[Stored entries]
+--
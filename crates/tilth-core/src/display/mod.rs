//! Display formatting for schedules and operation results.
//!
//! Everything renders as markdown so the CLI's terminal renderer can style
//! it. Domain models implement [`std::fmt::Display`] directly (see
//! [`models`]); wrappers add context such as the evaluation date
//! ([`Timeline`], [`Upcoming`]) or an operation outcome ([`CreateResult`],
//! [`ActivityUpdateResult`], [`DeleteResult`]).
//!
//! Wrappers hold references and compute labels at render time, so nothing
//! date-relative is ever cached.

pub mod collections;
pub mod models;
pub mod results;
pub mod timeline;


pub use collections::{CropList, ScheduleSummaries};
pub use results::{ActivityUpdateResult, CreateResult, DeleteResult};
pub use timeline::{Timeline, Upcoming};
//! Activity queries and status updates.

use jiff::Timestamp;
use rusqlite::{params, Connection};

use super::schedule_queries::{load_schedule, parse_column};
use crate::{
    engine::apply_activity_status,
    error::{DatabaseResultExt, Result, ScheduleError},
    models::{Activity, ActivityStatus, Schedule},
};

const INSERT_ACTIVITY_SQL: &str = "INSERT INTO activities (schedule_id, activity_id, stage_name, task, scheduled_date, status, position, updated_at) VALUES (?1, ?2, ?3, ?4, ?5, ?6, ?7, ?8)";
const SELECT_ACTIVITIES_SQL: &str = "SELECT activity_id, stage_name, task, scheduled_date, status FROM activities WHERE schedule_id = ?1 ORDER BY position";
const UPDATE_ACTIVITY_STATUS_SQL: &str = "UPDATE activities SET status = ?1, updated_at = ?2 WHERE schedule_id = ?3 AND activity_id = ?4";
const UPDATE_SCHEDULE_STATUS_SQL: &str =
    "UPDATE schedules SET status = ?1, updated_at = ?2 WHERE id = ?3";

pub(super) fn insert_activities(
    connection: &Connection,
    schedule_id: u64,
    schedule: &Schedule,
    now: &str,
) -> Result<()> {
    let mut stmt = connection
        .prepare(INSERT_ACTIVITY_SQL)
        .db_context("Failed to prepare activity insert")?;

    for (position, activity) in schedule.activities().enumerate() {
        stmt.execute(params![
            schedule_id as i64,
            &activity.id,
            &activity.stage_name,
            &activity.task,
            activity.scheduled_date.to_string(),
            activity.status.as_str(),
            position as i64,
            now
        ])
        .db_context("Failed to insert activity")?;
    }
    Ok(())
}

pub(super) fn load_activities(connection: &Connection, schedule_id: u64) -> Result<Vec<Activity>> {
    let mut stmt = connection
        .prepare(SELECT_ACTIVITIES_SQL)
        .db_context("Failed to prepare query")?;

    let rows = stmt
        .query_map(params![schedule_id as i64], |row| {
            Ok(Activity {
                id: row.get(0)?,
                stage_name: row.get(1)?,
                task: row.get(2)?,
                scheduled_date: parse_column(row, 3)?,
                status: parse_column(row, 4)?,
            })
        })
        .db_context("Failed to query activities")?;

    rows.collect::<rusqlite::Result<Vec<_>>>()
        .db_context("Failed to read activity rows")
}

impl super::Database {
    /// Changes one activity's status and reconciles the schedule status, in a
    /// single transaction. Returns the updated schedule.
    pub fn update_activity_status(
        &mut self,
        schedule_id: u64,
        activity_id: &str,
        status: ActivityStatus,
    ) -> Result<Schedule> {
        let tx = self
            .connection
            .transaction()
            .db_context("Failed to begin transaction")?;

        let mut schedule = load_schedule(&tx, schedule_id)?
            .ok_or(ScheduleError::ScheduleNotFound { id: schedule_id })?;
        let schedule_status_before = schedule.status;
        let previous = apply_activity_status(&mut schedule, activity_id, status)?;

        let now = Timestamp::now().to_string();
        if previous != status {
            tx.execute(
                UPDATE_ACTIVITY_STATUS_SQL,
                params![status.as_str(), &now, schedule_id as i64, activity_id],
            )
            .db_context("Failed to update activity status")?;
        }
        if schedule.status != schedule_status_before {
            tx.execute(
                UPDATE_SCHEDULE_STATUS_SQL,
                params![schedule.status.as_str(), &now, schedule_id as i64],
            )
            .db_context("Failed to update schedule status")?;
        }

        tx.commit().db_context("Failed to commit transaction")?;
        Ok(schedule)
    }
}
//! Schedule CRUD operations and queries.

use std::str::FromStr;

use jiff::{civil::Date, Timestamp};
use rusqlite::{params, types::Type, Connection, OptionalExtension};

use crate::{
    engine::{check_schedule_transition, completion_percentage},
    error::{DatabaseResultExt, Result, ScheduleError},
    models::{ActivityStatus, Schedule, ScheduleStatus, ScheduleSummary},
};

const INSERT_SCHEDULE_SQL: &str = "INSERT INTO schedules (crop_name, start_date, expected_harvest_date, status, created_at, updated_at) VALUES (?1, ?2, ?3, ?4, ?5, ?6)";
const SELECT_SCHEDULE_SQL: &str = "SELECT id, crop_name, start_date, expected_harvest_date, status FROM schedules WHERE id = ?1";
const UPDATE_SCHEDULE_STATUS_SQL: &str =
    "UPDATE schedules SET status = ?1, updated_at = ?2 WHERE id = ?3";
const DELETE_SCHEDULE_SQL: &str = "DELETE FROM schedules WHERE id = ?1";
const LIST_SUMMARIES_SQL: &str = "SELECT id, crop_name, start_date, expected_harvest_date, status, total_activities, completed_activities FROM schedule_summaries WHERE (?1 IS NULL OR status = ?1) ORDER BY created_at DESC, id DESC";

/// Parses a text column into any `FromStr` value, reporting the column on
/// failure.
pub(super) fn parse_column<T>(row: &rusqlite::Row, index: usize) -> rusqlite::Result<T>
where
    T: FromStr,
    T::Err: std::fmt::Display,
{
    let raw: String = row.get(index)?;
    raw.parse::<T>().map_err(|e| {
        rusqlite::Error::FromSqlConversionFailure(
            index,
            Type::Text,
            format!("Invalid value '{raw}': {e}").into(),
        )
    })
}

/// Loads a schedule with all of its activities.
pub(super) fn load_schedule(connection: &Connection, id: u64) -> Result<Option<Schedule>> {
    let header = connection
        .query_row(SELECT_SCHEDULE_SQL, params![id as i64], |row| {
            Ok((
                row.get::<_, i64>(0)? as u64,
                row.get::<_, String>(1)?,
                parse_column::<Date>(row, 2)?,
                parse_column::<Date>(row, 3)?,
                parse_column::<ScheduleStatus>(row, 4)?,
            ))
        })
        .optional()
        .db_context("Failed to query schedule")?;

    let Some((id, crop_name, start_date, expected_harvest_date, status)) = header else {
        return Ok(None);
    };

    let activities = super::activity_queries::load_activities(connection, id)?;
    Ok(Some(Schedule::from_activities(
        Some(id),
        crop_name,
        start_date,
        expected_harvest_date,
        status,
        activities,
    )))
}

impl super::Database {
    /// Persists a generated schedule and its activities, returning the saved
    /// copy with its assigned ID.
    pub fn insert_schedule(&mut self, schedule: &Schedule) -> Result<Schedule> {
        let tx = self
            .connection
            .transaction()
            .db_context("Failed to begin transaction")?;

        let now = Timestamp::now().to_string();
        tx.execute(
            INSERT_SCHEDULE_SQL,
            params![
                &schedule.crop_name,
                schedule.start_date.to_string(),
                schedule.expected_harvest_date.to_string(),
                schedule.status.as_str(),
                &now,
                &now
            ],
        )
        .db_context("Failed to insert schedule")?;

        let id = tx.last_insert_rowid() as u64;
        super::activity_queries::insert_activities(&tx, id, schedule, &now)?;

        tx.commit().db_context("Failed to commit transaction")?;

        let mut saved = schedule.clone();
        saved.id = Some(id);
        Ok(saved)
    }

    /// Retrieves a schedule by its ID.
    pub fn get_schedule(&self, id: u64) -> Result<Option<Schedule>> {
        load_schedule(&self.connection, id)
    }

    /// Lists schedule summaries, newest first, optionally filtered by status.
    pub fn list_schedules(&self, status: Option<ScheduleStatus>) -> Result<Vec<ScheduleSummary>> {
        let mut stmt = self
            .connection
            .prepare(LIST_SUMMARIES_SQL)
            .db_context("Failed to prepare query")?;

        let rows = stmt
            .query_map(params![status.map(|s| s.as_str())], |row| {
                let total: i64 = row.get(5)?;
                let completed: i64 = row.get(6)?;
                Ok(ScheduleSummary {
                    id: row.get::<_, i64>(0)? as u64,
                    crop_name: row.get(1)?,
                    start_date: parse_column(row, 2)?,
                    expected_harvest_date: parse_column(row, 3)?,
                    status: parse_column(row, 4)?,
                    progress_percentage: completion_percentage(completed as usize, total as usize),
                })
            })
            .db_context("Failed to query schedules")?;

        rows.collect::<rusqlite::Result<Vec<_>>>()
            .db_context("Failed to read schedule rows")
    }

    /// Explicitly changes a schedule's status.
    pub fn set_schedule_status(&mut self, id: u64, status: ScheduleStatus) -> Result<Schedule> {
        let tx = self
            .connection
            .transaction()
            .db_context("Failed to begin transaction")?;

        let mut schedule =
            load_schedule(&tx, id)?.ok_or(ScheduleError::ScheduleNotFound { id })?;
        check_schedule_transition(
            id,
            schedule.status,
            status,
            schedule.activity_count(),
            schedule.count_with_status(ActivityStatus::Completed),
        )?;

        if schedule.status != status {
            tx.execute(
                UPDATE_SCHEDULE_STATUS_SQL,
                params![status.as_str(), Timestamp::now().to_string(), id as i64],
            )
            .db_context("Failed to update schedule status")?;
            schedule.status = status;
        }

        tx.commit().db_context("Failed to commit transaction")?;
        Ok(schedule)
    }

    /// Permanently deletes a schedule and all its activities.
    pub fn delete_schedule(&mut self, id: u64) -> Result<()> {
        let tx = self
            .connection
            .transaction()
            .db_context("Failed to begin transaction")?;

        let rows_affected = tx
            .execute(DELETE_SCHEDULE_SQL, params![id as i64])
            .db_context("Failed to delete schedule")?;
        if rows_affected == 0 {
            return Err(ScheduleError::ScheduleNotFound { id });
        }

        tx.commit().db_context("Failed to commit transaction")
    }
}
+--
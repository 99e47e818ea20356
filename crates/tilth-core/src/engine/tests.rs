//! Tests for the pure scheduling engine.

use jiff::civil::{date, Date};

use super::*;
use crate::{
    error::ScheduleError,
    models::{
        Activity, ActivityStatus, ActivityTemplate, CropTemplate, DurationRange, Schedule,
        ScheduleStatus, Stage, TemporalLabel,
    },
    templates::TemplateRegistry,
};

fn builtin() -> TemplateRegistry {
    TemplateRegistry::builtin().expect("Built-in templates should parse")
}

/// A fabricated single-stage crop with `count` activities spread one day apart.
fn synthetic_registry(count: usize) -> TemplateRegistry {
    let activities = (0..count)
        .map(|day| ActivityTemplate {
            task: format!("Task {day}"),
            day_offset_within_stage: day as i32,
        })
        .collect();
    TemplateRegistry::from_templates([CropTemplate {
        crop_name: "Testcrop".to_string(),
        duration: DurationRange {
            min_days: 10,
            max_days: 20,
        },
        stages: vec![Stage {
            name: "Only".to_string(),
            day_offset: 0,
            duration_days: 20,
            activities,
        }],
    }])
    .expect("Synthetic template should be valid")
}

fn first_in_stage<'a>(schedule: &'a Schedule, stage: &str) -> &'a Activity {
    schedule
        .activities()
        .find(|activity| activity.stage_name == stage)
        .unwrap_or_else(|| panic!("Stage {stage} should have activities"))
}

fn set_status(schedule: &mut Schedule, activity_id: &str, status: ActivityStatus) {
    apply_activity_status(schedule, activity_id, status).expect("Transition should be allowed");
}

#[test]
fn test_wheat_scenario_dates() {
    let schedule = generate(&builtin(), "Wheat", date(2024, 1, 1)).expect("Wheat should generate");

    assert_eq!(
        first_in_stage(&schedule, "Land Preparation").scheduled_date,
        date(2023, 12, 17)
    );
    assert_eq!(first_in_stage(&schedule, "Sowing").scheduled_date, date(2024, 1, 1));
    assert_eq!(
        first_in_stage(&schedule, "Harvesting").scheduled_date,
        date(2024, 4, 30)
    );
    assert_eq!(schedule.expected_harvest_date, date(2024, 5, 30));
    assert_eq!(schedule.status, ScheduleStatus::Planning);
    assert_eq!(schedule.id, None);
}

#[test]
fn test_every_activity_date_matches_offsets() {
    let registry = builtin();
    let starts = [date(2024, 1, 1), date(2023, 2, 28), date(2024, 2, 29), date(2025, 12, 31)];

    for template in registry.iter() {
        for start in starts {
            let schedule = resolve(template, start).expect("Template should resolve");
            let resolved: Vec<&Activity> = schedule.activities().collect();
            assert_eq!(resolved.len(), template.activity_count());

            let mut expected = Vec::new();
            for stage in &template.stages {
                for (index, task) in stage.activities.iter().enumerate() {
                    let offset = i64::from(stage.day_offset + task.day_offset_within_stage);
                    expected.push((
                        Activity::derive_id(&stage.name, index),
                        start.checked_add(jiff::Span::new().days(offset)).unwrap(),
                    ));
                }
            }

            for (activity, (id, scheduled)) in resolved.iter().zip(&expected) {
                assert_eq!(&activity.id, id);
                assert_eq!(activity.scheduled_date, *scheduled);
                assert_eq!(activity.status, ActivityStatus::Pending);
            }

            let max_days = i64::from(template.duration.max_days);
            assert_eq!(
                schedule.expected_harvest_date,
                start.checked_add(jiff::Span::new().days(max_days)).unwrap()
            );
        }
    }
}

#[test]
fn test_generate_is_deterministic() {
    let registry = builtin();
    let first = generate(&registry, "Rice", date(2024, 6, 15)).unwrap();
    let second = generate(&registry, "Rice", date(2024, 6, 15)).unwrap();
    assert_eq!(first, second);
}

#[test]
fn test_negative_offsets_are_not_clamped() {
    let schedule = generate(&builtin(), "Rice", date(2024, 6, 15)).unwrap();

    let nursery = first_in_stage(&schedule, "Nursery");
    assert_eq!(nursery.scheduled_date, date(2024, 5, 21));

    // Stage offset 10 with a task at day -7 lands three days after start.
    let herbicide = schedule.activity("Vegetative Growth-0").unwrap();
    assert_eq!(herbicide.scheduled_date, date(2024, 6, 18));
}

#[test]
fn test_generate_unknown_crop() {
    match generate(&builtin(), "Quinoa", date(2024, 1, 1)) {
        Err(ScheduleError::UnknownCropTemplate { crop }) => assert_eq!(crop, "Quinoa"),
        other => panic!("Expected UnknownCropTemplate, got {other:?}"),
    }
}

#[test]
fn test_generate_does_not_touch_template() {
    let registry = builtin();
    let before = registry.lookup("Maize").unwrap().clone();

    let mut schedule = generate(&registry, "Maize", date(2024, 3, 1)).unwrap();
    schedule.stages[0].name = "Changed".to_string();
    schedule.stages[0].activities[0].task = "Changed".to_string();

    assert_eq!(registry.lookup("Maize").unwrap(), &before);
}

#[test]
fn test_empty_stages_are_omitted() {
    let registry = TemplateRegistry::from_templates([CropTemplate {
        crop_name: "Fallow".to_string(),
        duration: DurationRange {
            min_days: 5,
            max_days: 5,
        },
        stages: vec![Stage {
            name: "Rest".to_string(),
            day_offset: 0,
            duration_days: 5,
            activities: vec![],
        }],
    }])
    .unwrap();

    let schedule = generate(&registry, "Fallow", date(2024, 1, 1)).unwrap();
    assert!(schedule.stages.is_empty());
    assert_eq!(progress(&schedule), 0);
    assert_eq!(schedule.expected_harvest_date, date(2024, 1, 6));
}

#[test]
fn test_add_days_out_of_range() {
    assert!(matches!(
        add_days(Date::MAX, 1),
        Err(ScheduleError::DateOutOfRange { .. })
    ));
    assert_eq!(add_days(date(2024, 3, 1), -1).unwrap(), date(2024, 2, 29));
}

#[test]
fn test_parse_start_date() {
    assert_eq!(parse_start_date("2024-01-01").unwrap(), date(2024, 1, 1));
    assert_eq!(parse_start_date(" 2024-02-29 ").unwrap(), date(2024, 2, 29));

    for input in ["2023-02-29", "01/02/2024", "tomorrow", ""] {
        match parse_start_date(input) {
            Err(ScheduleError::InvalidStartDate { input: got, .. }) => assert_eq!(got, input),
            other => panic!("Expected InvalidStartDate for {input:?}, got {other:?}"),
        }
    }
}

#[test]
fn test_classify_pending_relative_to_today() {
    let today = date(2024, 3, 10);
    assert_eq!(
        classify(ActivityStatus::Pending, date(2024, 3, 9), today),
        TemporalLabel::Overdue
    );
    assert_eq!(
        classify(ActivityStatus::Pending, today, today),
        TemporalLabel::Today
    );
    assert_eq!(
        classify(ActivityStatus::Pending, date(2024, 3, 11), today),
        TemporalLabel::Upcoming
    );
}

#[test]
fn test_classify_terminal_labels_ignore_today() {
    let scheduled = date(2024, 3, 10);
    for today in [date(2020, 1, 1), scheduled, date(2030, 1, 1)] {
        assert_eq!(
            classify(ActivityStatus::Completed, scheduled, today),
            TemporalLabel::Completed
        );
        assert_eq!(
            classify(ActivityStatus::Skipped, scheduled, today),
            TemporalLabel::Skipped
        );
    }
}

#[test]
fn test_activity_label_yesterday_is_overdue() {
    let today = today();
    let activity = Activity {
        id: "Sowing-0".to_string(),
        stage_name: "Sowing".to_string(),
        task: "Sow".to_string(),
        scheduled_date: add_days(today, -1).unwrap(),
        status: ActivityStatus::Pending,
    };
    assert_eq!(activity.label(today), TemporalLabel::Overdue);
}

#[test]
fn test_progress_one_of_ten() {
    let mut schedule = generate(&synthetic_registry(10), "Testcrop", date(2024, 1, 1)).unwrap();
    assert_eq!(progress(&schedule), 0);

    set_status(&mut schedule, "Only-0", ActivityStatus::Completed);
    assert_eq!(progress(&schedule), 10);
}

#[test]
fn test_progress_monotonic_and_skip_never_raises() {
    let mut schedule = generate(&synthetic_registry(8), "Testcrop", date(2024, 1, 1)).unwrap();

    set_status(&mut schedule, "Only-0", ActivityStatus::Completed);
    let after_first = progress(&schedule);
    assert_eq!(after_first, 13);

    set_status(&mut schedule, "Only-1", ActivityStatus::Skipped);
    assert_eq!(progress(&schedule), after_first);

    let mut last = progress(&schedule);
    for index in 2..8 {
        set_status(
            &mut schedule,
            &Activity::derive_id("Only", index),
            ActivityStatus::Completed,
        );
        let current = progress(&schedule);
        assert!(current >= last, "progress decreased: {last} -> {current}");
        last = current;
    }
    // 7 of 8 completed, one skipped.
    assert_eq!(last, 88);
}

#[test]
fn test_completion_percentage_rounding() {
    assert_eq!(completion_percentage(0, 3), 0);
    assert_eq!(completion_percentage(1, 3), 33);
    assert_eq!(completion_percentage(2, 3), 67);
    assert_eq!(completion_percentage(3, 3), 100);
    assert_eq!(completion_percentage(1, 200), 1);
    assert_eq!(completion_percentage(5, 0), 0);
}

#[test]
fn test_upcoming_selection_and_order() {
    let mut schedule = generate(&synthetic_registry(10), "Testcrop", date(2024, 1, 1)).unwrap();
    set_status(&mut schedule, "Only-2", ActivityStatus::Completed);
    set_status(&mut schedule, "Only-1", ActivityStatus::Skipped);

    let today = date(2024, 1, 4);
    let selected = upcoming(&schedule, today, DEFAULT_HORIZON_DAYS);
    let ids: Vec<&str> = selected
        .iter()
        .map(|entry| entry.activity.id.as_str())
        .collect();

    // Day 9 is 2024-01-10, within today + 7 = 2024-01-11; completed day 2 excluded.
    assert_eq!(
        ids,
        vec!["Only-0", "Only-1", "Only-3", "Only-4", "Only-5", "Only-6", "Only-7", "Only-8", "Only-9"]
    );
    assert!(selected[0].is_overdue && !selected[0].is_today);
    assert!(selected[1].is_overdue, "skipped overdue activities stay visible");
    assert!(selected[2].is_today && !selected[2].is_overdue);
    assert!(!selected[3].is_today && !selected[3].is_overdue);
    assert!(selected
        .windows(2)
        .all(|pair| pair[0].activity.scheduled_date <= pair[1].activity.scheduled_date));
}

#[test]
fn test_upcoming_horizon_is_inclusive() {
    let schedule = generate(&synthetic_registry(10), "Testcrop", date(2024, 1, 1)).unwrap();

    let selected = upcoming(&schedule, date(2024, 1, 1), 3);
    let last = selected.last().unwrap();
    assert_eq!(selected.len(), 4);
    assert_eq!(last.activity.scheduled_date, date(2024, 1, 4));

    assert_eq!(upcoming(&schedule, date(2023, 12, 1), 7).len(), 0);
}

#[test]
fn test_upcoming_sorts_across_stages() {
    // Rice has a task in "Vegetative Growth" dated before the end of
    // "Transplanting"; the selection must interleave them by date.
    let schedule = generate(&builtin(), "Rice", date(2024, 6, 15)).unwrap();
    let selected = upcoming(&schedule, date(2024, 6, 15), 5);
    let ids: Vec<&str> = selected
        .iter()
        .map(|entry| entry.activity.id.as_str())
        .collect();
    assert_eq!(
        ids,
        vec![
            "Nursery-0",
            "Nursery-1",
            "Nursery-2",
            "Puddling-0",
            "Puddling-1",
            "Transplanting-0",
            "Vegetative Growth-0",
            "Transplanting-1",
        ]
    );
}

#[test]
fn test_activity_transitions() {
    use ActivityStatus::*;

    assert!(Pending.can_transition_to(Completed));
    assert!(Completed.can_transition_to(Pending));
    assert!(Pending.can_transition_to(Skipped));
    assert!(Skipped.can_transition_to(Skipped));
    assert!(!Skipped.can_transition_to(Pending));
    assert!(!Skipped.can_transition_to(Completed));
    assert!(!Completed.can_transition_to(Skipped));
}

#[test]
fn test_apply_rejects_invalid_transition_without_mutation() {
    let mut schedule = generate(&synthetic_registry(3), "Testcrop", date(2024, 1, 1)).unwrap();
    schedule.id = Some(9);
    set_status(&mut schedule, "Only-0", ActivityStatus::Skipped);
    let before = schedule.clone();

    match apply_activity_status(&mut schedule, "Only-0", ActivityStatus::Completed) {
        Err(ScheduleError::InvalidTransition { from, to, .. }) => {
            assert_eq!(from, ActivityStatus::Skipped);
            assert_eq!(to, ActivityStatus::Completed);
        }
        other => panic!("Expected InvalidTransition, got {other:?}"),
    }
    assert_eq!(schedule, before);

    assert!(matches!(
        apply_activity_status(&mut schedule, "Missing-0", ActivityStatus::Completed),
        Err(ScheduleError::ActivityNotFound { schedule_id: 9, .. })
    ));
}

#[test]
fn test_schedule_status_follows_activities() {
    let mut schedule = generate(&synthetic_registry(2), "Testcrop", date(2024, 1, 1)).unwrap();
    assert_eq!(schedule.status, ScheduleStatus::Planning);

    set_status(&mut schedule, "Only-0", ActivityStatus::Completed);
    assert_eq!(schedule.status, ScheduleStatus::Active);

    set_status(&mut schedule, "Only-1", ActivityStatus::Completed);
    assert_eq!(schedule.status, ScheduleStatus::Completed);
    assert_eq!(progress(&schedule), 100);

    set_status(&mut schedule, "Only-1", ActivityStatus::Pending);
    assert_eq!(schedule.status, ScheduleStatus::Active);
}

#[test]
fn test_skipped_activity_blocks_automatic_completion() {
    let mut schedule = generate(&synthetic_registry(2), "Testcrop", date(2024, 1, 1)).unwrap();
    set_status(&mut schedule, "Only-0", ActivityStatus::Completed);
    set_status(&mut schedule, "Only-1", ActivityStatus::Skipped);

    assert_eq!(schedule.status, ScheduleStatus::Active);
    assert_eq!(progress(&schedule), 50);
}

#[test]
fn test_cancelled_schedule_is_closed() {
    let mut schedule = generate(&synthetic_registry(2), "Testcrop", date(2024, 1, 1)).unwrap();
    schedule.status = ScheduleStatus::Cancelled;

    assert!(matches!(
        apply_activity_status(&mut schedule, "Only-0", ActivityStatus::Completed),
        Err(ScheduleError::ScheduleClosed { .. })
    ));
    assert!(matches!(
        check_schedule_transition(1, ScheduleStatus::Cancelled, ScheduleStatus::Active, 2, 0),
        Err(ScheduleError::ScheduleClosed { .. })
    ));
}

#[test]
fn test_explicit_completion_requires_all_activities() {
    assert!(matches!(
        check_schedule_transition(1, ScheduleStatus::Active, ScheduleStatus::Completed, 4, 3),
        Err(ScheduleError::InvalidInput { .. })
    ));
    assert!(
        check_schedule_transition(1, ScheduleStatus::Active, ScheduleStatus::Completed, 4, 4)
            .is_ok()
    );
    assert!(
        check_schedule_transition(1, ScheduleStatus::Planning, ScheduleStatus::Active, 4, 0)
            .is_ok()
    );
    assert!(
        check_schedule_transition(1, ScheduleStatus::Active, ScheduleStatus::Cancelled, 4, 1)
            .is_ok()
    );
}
+--
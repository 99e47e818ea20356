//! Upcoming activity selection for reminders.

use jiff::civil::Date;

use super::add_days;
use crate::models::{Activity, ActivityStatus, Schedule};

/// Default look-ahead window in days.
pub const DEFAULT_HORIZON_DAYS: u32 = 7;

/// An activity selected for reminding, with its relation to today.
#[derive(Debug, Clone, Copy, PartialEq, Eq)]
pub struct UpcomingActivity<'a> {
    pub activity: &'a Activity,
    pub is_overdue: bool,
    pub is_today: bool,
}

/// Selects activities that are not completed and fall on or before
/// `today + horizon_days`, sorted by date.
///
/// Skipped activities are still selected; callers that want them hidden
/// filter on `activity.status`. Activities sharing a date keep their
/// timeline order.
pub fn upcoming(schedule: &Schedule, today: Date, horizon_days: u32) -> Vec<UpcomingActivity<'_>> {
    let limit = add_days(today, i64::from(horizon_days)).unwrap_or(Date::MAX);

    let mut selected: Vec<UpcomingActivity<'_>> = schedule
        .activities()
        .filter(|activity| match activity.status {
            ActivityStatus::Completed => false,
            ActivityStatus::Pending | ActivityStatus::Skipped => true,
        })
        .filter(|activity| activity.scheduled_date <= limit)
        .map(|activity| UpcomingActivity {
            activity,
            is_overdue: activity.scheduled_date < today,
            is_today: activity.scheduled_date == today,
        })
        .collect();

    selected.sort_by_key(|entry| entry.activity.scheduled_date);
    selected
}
+--
*TASK REQUIREMENTS:* Collect every line from the records above that contains the word "starts".

*REPLY TO THE EXERCISE:*
    let starts = [date(2024, 1, 1), date(2023, 2, 28), date(2024, 2, 29), date(2025, 12, 31)];
        for start in starts {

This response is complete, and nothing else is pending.